Pembagian Kuota Tak Mengacu Data

Program bantuan kuota ini diatur melalui Peraturan Sekretaris Jenderal Kemendikbud Nomor 4 Tahun 2021 dan Nomor 23 Tahun 2021. Bantuan kuota diberikan selama tujuh bulan, yaitu Maret hingga Mei dan September hingga Desember 2021, dengan melibatkan lima operator seluler utama: PT Telkomsel Tbk., PT XL Axiata Tbk., PT Indosat Tbk., PT Hutchison 3 Indonesia, dan PT Smartfren Telecom Tbk.

Saat itu Fikri menjadi Wakil Ketua Komisi X DPR RI. Kesimpulan rapat menyebut bahwa program tersebut masih belum matang dari sisi perencanaan dan terburu-buru. "Hal itu diperburuk pemerintah tidak optimal menyediakan akses internet hingga 100% di wilayah 3T," katanya.

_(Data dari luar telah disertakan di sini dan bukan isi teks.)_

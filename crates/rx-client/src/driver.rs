//! Client driver and handle
//!
//! The [`ClientDriver`] is the single task that owns the
//! [`SessionCoordinator`]. It interleaves connection events and commands from
//! any number of [`ClientHandle`]s, so every state transition happens on one
//! task and in arrival order.
//!
//! A deployment upload is awaited inside the loop; events that arrive during
//! the upload queue up and are applied afterwards.

use std::sync::Arc;
use std::time::Duration;

use bytes::Bytes;
use tokio::sync::{mpsc, oneshot, watch};
use tokio::task::JoinHandle;
use uuid::Uuid;

use rx_core::config::ClientConfig;
use rx_core::error::{ClientError, ErrorKind};
use rx_core::traits::{MessageSink, Uploader};
use rx_core::{CredentialStore, Executable, ExecutableId, ExecutionOutput, Phase, SessionView};

use crate::connection::{ConnectionEvent, ConnectionManager};
use crate::coordinator::SessionCoordinator;
use crate::upload::HttpUploader;

/// Channel capacity for commands from handles
const COMMAND_CHANNEL_CAPACITY: usize = 32;

type Reply<T> = oneshot::Sender<Result<T, ClientError>>;

/// Commands accepted by the driver
enum Command {
    Login {
        username: String,
        password: String,
        reply: Reply<()>,
    },
    Register {
        username: String,
        password: String,
        reply: Reply<()>,
    },
    Logout {
        reply: Reply<()>,
    },
    Execute {
        id: ExecutableId,
        args: Vec<String>,
        reply: Reply<Uuid>,
    },
    Deploy {
        name: String,
        payload: Bytes,
        reply: Reply<()>,
    },
    DismissError {
        reply: Reply<()>,
    },
    ClearExecutionResult {
        reply: Reply<()>,
    },
    Shutdown {
        reply: Reply<()>,
    },
}

/// Task owning the coordinator
pub struct ClientDriver {
    coordinator: SessionCoordinator,
    events: mpsc::Receiver<ConnectionEvent>,
    commands: mpsc::Receiver<Command>,
}

impl ClientDriver {
    /// Wrap a coordinator fed by `events`, returning the driver and its handle
    pub fn new(
        coordinator: SessionCoordinator,
        events: mpsc::Receiver<ConnectionEvent>,
    ) -> (Self, ClientHandle) {
        let (command_tx, command_rx) = mpsc::channel(COMMAND_CHANNEL_CAPACITY);
        let handle = ClientHandle {
            commands: command_tx,
            view: coordinator.subscribe(),
        };
        let driver = Self {
            coordinator,
            events,
            commands: command_rx,
        };
        (driver, handle)
    }

    /// Spawn the driver onto the runtime
    pub fn spawn(self) -> JoinHandle<()> {
        tokio::spawn(self.run())
    }

    /// Run until shut down or until every handle is dropped
    pub async fn run(mut self) {
        let mut events_open = true;

        loop {
            tokio::select! {
                event = self.events.recv(), if events_open => {
                    match event {
                        Some(event) => self.coordinator.handle_event(event).await,
                        None => {
                            events_open = false;
                            self.coordinator.handle_closed("connection task ended");
                        }
                    }
                }

                command = self.commands.recv() => {
                    match command {
                        Some(Command::Shutdown { reply }) => {
                            self.coordinator.shutdown().await;
                            let _ = reply.send(Ok(()));
                            break;
                        }
                        Some(command) => self.dispatch(command).await,
                        None => {
                            tracing::debug!("All client handles dropped");
                            self.coordinator.shutdown().await;
                            break;
                        }
                    }
                }
            }
        }

        tracing::debug!("Client driver stopped");
    }

    async fn dispatch(&mut self, command: Command) {
        match command {
            Command::Login {
                username,
                password,
                reply,
            } => {
                let _ = reply.send(self.coordinator.login(&username, &password).await);
            }
            Command::Register {
                username,
                password,
                reply,
            } => {
                let _ = reply.send(self.coordinator.register(&username, &password).await);
            }
            Command::Logout { reply } => {
                let _ = reply.send(self.coordinator.logout().await);
            }
            Command::Execute { id, args, reply } => {
                let _ = reply.send(self.coordinator.execute(&id, &args).await);
            }
            Command::Deploy {
                name,
                payload,
                reply,
            } => {
                let _ = reply.send(self.coordinator.deploy(&name, payload).await);
            }
            Command::DismissError { reply } => {
                self.coordinator.dismiss_error();
                let _ = reply.send(Ok(()));
            }
            Command::ClearExecutionResult { reply } => {
                self.coordinator.clear_execution_result();
                let _ = reply.send(Ok(()));
            }
            Command::Shutdown { reply } => {
                let _ = reply.send(Ok(()));
            }
        }
    }
}

/// Open a connection per `config` and start a driver for it
pub async fn connect(
    config: &ClientConfig,
    credentials: Arc<dyn CredentialStore>,
) -> Result<ClientHandle, ClientError> {
    let (connection, events) =
        ConnectionManager::open(&config.server_url, config.connect_timeout).await?;
    let uploader = HttpUploader::new(config.deploy_url.clone(), config.upload_timeout)?;

    let coordinator = SessionCoordinator::new(
        Arc::new(connection) as Arc<dyn MessageSink>,
        Arc::new(uploader) as Arc<dyn Uploader>,
        credentials,
    )
    .with_max_username_len(config.max_username_len);

    let (driver, handle) = ClientDriver::new(coordinator, events);
    driver.spawn();
    Ok(handle)
}

/// Cloneable handle for issuing commands and observing state
#[derive(Debug, Clone)]
pub struct ClientHandle {
    commands: mpsc::Sender<Command>,
    view: watch::Receiver<SessionView>,
}

impl ClientHandle {
    /// Copy of the current state
    pub fn snapshot(&self) -> SessionView {
        self.view.borrow().clone()
    }

    /// Receiver notified after every state change
    pub fn subscribe(&self) -> watch::Receiver<SessionView> {
        self.view.clone()
    }

    pub async fn login(&self, username: &str, password: &str) -> Result<(), ClientError> {
        self.request(|reply| Command::Login {
            username: username.to_string(),
            password: password.to_string(),
            reply,
        })
        .await
    }

    pub async fn register(&self, username: &str, password: &str) -> Result<(), ClientError> {
        self.request(|reply| Command::Register {
            username: username.to_string(),
            password: password.to_string(),
            reply,
        })
        .await
    }

    pub async fn logout(&self) -> Result<(), ClientError> {
        self.request(|reply| Command::Logout { reply }).await
    }

    /// Request a run; returns the local request tag
    pub async fn execute(&self, id: &ExecutableId, args: &[String]) -> Result<Uuid, ClientError> {
        self.request(|reply| Command::Execute {
            id: id.clone(),
            args: args.to_vec(),
            reply,
        })
        .await
    }

    /// Upload an artifact; completes once the upload is delivered
    pub async fn deploy(&self, name: &str, payload: Bytes) -> Result<(), ClientError> {
        self.request(|reply| Command::Deploy {
            name: name.to_string(),
            payload,
            reply,
        })
        .await
    }

    pub async fn dismiss_error(&self) -> Result<(), ClientError> {
        self.request(|reply| Command::DismissError { reply }).await
    }

    pub async fn clear_execution_result(&self) -> Result<(), ClientError> {
        self.request(|reply| Command::ClearExecutionResult { reply })
            .await
    }

    /// Close the connection and stop the driver
    pub async fn shutdown(&self) -> Result<(), ClientError> {
        self.request(|reply| Command::Shutdown { reply }).await
    }

    // =========================================================================
    // Waiting for outcomes
    // =========================================================================

    /// Wait until `predicate` holds for the current state
    pub async fn wait_for<F>(&self, timeout: Duration, mut predicate: F) -> Result<SessionView, ClientError>
    where
        F: FnMut(&SessionView) -> bool,
    {
        let mut view = self.view.clone();
        let wait = async {
            loop {
                {
                    let current = view.borrow_and_update();
                    if predicate(&*current) {
                        return Ok(current.clone());
                    }
                }
                if view.changed().await.is_err() {
                    return Err(ClientError::ConnectionLost(
                        "client driver stopped".to_string(),
                    ));
                }
            }
        };

        tokio::time::timeout(timeout, wait)
            .await
            .map_err(|_| ClientError::ReplyTimeout(timeout))?
    }

    /// Wait until the client may accept commands
    pub async fn wait_ready(&self, timeout: Duration) -> Result<SessionView, ClientError> {
        self.wait_for(timeout, |view| view.ready).await
    }

    /// Log in and wait for the backend's verdict
    pub async fn login_and_wait(
        &self,
        username: &str,
        password: &str,
        timeout: Duration,
    ) -> Result<SessionView, ClientError> {
        self.dismiss_error().await?;
        self.login(username, password).await?;
        self.wait_for_session(timeout).await
    }

    /// Register and wait for the backend's verdict
    pub async fn register_and_wait(
        &self,
        username: &str,
        password: &str,
        timeout: Duration,
    ) -> Result<SessionView, ClientError> {
        self.dismiss_error().await?;
        self.register(username, password).await?;
        self.wait_for_session(timeout).await
    }

    /// Deploy and wait for the backend to list the new executable
    pub async fn deploy_and_wait(
        &self,
        name: &str,
        payload: Bytes,
        timeout: Duration,
    ) -> Result<Executable, ClientError> {
        self.dismiss_error().await?;
        let before = self.snapshot().executables().len();
        self.deploy(name, payload).await?;

        let view = self
            .wait_for(timeout, |view| view.pending_deployment.is_none())
            .await?;
        if let Some(error) = &view.last_error {
            return Err(error.to_error());
        }

        view.executables()
            .iter()
            .skip(before)
            .rev()
            .find(|e| e.name == name)
            .cloned()
            .ok_or_else(|| {
                ClientError::Deployment(
                    "backend acknowledged the upload without a new executable".to_string(),
                )
            })
    }

    /// Execute and wait for the result
    pub async fn execute_and_wait(
        &self,
        id: &ExecutableId,
        args: &[String],
        timeout: Duration,
    ) -> Result<ExecutionOutput, ClientError> {
        self.dismiss_error().await?;
        self.clear_execution_result().await?;
        let request_id = self.execute(id, args).await?;

        let view = self
            .wait_for(timeout, |view| {
                view.pending_execution
                    .as_ref()
                    .map_or(true, |pending| pending.request_id != request_id)
            })
            .await?;
        if let Some(error) = &view.last_error {
            return Err(error.to_error());
        }
        view.last_execution.ok_or_else(|| {
            ClientError::Execution("backend replied without output".to_string())
        })
    }

    async fn wait_for_session(&self, timeout: Duration) -> Result<SessionView, ClientError> {
        let view = self
            .wait_for(timeout, |view| {
                view.is_authenticated()
                    || view.last_error.is_some()
                    || view.phase == Phase::Disconnected
            })
            .await?;

        match &view.last_error {
            Some(error) if error.kind == ErrorKind::Authentication && !view.is_authenticated() => {
                Err(error.to_error())
            }
            Some(error) if error.kind == ErrorKind::Connection => Err(error.to_error()),
            _ if view.phase == Phase::Disconnected => Err(ClientError::ConnectionLost(
                "connection closed before login completed".to_string(),
            )),
            _ => Ok(view),
        }
    }

    async fn request<T>(
        &self,
        build: impl FnOnce(Reply<T>) -> Command,
    ) -> Result<T, ClientError> {
        let (reply_tx, reply_rx) = oneshot::channel();
        self.commands
            .send(build(reply_tx))
            .await
            .map_err(|_| ClientError::ConnectionLost("client driver stopped".to_string()))?;
        reply_rx
            .await
            .map_err(|_| ClientError::ConnectionLost("client driver stopped".to_string()))?
    }
}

Selain itu, dalam pembagian kuota tersebut dinilai tidak efisien antara pembagian Kuota Umum dan Kuota Belajar serta jumlah keseluruhan hingga berpuluh-puluh gigabytes. Jumlah kuota yang diterima oleh murid PAUD adalah 7GB, murid dasar dan menengah sebesar 10GB, pendidik PAUD hingga menengah 12GB, dan 15GB bagi mahasiswa serta dosen. "Hasil survei saat itu 60 persen guru masih gagap teknologi informasi. Jadi ini jelas tak mengacu data dan apa gunanya survei jika hanya ditabrak dan menghabiskan anggaran," kata Fikri.